Professor Suzanne Akbari will deliver the seventh lecture in the 2014-2015 CMRS Lecture Series.

 

Abstract: Metamorphosis and figurative language – both allegory and metaphor – are explicitly yoked together in Christine de Pizan’s allegories, most famously in the autobiographical opening of her Livre de la mutacion de Fortune, which recounts her transformation from female to male “selon methafore” [according to metaphor]. Her other allegories also highlight the transformative quality of figurative language, including the multi-level allegoreses featured in the Epistre Othea and the allegory of creation that opens the Avision-Christine. Through a close reading of the intertextual relationship of the speech of Pythagoras central to Book 15 of Ovid’s Metamorphoses, the early fourteenth-century Ovide moralisé, and the early fifteenth-century Livre de la mutacion de Fortune, I will illustrate the extent to which concepts of metamorphosis underlie Christine’s deployment of allegory, both in terms of Pythagorean metempsychosis and in terms of the Christian theology of incarnation.

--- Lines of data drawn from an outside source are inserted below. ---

//!
//! This module defines the `AlleleTable`, the in-memory form of the IMGT/HLA allele history.
//!
//! The allele history is the oracle of every liftover: it maps each stable accession
//! (`HLA00053`) to the allele name it carried in each release (`A*24:03:01` in 3.20.0,
//! `A*24:03:01:01` in 3.25.0). It is loaded once and only ever read afterwards.
//!
use std::io::BufRead;
use std::path::Path;

use fxhash::{FxHashMap as HashMap, FxHashSet as HashSet};
use log::info;

use crate::errors::{LiftoverError, Result};
use crate::utils::get_dynamic_reader;
use crate::version::VersionKey;

/// Cell values the history exports use for "not present in this release".
const ABSENT_CELLS: [&str; 4] = ["", "nan", "NaN", "NA"];

/// One release of the allele history.
#[derive(Debug, Clone, PartialEq, Default)]
pub struct VersionColumn {
    names: HashMap<String, String>,
    ids_by_name: HashMap<String, Vec<String>>,
}

impl VersionColumn {
    fn insert(&mut self, id: &str, name: &str) {
        self.names.insert(id.to_owned(), name.to_owned());
        self.ids_by_name
            .entry(name.to_owned())
            .or_default()
            .push(id.to_owned());
    }

    ///
    /// Get the allele name an identifier carried in this release.
    ///
    /// # Returns:
    /// - the allele name without the `HLA-` prefix, or None if the identifier was absent
    ///
    pub fn allele_name(&self, id: &str) -> Option<&str> {
        self.names.get(id).map(String::as_str)
    }

    ///
    /// Get every identifier whose allele name in this release equals `name`.
    ///
    /// A well formed release yields zero or one identifier.
    ///
    pub fn find(&self, name: &str) -> &[String] {
        self.ids_by_name
            .get(name)
            .map(Vec::as_slice)
            .unwrap_or_default()
    }

    /// Number of identifiers present in this release.
    pub fn len(&self) -> usize {
        self.names.len()
    }

    pub fn is_empty(&self) -> bool {
        self.names.is_empty()
    }
}

#[derive(Debug, Clone, PartialEq, Default)]
pub struct AlleleTable {
    index_name: String,
    identifiers: HashSet<String>,
    versions: Vec<String>,
    columns: HashMap<String, VersionColumn>,
}

impl AlleleTable {
    ///
    /// Load an allele history file. Files ending in `.gz` are decompressed on the fly.
    ///
    /// # Arguments:
    /// - `path`: path to a tab separated allele history file
    ///
    pub fn from_path<P: AsRef<Path>>(path: P) -> Result<Self> {
        let path = path.as_ref();
        let reader = get_dynamic_reader(path).map_err(|err| LiftoverError::TableLoad {
            path: path.display().to_string(),
            reason: format!("{:#}", err),
        })?;

        let table = AlleleTable::from_reader(reader).map_err(|err| match err {
            LiftoverError::Io(err) => LiftoverError::TableLoad {
                path: path.display().to_string(),
                reason: err.to_string(),
            },
            other => other,
        })?;

        info!(
            "Loaded allele history {} ({} identifiers, {} versions)",
            path.display(),
            table.len(),
            table.versions.len()
        );

        Ok(table)
    }

    ///
    /// Parse an allele history from any buffered reader.
    ///
    /// The first non-comment line is the header: an index column name followed by compact
    /// version keys. Every following line is an identifier and its allele name per version.
    ///
    pub fn from_reader<R: BufRead>(reader: R) -> Result<Self> {
        let mut table = AlleleTable::default();
        let mut header_seen = false;

        for (idx, line) in reader.lines().enumerate() {
            let line = line?;
            let line_number = idx + 1;
            let line = line.trim_end_matches(['\r', '\n']);

            if line.trim().is_empty() || line.starts_with('#') {
                continue;
            }

            let fields: Vec<&str> = line.split('\t').map(str::trim).collect();

            if !header_seen {
                table.read_header(&fields, line_number)?;
                header_seen = true;
                continue;
            }

            table.read_row(&fields, line_number)?;
        }

        if !header_seen {
            return Err(LiftoverError::MalformedTable {
                line: 0,
                reason: "no header row found".to_string(),
            });
        }

        Ok(table)
    }

    fn read_header(&mut self, fields: &[&str], line_number: usize) -> Result<()> {
        if fields.len() < 2 {
            return Err(LiftoverError::MalformedTable {
                line: line_number,
                reason: "header has no version columns".to_string(),
            });
        }

        self.index_name = fields[0].to_string();
        for version in &fields[1..] {
            if version.is_empty() {
                return Err(LiftoverError::MalformedTable {
                    line: line_number,
                    reason: "header has an empty version column".to_string(),
                });
            }
            if self.columns.contains_key(*version) {
                return Err(LiftoverError::MalformedTable {
                    line: line_number,
                    reason: format!("version column {} appears twice", version),
                });
            }
            self.versions.push(version.to_string());
            self.columns
                .insert(version.to_string(), VersionColumn::default());
        }

        Ok(())
    }

    fn read_row(&mut self, fields: &[&str], line_number: usize) -> Result<()> {
        let width = self.versions.len() + 1;
        if fields.len() > width {
            return Err(LiftoverError::MalformedTable {
                line: line_number,
                reason: format!("row has {} fields but the header has {}", fields.len(), width),
            });
        }

        let id = fields[0];
        if id.is_empty() {
            return Err(LiftoverError::MalformedTable {
                line: line_number,
                reason: "row has no identifier".to_string(),
            });
        }

        // an identifier on two rows could give it two names in one release
        if !self.identifiers.insert(id.to_string()) {
            return Err(LiftoverError::DuplicateIdentifier { id: id.to_string() });
        }

        // short rows leave the trailing versions absent
        for (version, cell) in self.versions.iter().zip(&fields[1..]) {
            if ABSENT_CELLS.contains(cell) {
                continue;
            }
            if let Some(column) = self.columns.get_mut(version) {
                column.insert(id, cell);
            }
        }

        Ok(())
    }

    /// Name of the header's index column, e.g. `HLA_ID`.
    pub fn index_name(&self) -> &str {
        &self.index_name
    }

    /// Compact version keys in header order.
    pub fn versions(&self) -> &[String] {
        &self.versions
    }

    pub fn has_version(&self, version: &VersionKey) -> bool {
        self.columns.contains_key(version.key())
    }

    ///
    /// Get the identifier to allele name mapping of a release.
    ///
    /// # Returns:
    /// - the release's column, or None if the table has no such version
    ///
    pub fn column(&self, version: &VersionKey) -> Option<&VersionColumn> {
        self.columns.get(version.key())
    }

    ///
    /// Reverse lookup: every identifier whose allele name in `version` equals `allele_name`.
    ///
    /// `allele_name` is given without the `HLA-` prefix. Unknown versions yield no identifiers.
    ///
    pub fn find(&self, allele_name: &str, version: &VersionKey) -> &[String] {
        self.column(version)
            .map(|column| column.find(allele_name))
            .unwrap_or_default()
    }

    /// Forward lookup: the allele name `id` carried in `version`, without the `HLA-` prefix.
    pub fn allele_name(&self, id: &str, version: &VersionKey) -> Option<&str> {
        self.column(version).and_then(|column| column.allele_name(id))
    }

    pub fn len(&self) -> usize {
        self.identifiers.len()
    }

    pub fn is_empty(&self) -> bool {
        self.identifiers.is_empty()
    }
}

impl TryFrom<&Path> for AlleleTable {
    type Error = LiftoverError;

    fn try_from(value: &Path) -> Result<Self> {
        AlleleTable::from_path(value)
    }
}

#[cfg(test)]
mod tests {
    use super::*;

    use std::io::Cursor;

    use pretty_assertions::assert_eq;
    use rstest::*;

    #[fixture]
    fn history() -> &'static str {
        "HLA_ID\t3250\t3200\n\
         HLA00001\tA*01:01:01:01\tA*01:01:01:01\n\
         HLA00053\tA*24:03:01:01\tA*24:03:01\n\
         HLA10555\t\tA*23:69\n\
         HLA14804\tA*24:03:01:02\n"
    }

    fn v(version: &str) -> VersionKey {
        VersionKey::from_dotted(version).unwrap()
    }

    #[rstest]
    fn test_parse_history(history: &str) {
        let table = AlleleTable::from_reader(Cursor::new(history)).unwrap();

        assert_eq!(table.index_name(), "HLA_ID");
        assert_eq!(table.versions(), &["3250".to_string(), "3200".to_string()]);
        assert_eq!(table.len(), 4);
        assert_eq!(table.column(&v("3.25.0")).unwrap().len(), 3);
        assert_eq!(table.column(&v("3.20.0")).unwrap().len(), 3);
    }

    #[rstest]
    fn test_forward_and_reverse_lookup(history: &str) {
        let table = AlleleTable::from_reader(Cursor::new(history)).unwrap();

        assert_eq!(table.find("A*24:03:01", &v("3.20.0")), &["HLA00053".to_string()]);
        assert_eq!(table.allele_name("HLA00053", &v("3.25.0")), Some("A*24:03:01:01"));
        assert_eq!(table.allele_name("HLA10555", &v("3.25.0")), None);
        assert_eq!(table.allele_name("HLA14804", &v("3.20.0")), None);
        assert!(table.find("A*24:03:01", &v("3.25.0")).is_empty());
    }

    #[rstest]
    fn test_unknown_version(history: &str) {
        let table = AlleleTable::from_reader(Cursor::new(history)).unwrap();

        assert!(!table.has_version(&v("3.1.0")));
        assert!(table.column(&v("3.1.0")).is_none());
        assert!(table.find("A*01:01:01:01", &v("3.1.0")).is_empty());
    }

    #[rstest]
    fn test_comments_blank_lines_and_crlf() {
        let history = "# file: Allelelist_history.txt\r\n\r\nHLA_ID\t3250\r\nHLA00001\tA*01:01:01:01\r\n";
        let table = AlleleTable::from_reader(Cursor::new(history)).unwrap();

        assert_eq!(table.versions(), &["3250".to_string()]);
        assert_eq!(table.allele_name("HLA00001", &v("3.25.0")), Some("A*01:01:01:01"));
    }

    #[rstest]
    fn test_reverse_lookup_reports_every_candidate() {
        let history = "HLA_ID\t3250\nHLA00001\tA*01:01\nHLA00002\tA*01:01\n";
        let table = AlleleTable::from_reader(Cursor::new(history)).unwrap();

        assert_eq!(
            table.find("A*01:01", &v("3.25.0")),
            &["HLA00001".to_string(), "HLA00002".to_string()]
        );
    }

    #[rstest]
    fn test_duplicate_identifier_is_rejected() {
        let history = "HLA_ID\t3250\nHLA00001\tA*01:01\nHLA00001\tA*01:02\n";
        let result = AlleleTable::from_reader(Cursor::new(history));

        assert!(matches!(
            result,
            Err(LiftoverError::DuplicateIdentifier { id }) if id == "HLA00001"
        ));
    }

    #[rstest]
    #[case("")]
    #[case("# only a comment\n")]
    #[case("HLA_ID\n")]
    #[case("HLA_ID\t3250\t3250\n")]
    #[case("HLA_ID\t3250\nHLA00001\tA*01:01\tA*01:02\n")]
    #[case("HLA_ID\t3250\n\tA*01:01\n")]
    fn test_malformed_tables(#[case] history: &str) {
        let result = AlleleTable::from_reader(Cursor::new(history));
        assert!(matches!(result, Err(LiftoverError::MalformedTable { .. })));
    }

    #[rstest]
    fn test_missing_file_is_a_table_load_error() {
        let result = AlleleTable::from_path("no/such/Allelelist_history.txt");
        match result {
            Err(LiftoverError::TableLoad { path, .. }) => {
                assert_eq!(path, "no/such/Allelelist_history.txt")
            }
            other => panic!("expected TableLoad, got {:?}", other),
        }
    }
}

Bio: Suzanne Akbari is Professor of English and Medieval Studies at the University of Toronto. Her publications cover wide-ranging topics in medieval literary and intellectual history, from a book on medieval optics and allegory (Seeing through the Veil) to a volume on European perceptions of Islam and the Orient (Idols in the East). She has edited collections of essays on Marco Polo, Chaucer, medieval identity and community, and the literary history of Arabic in medieval Europe. Her current research projects include an exploration of metaphor and metamorphosis in Chaucer and Christine de Pizan, and an investigation of temporality in medieval poetic and historical literary traditions.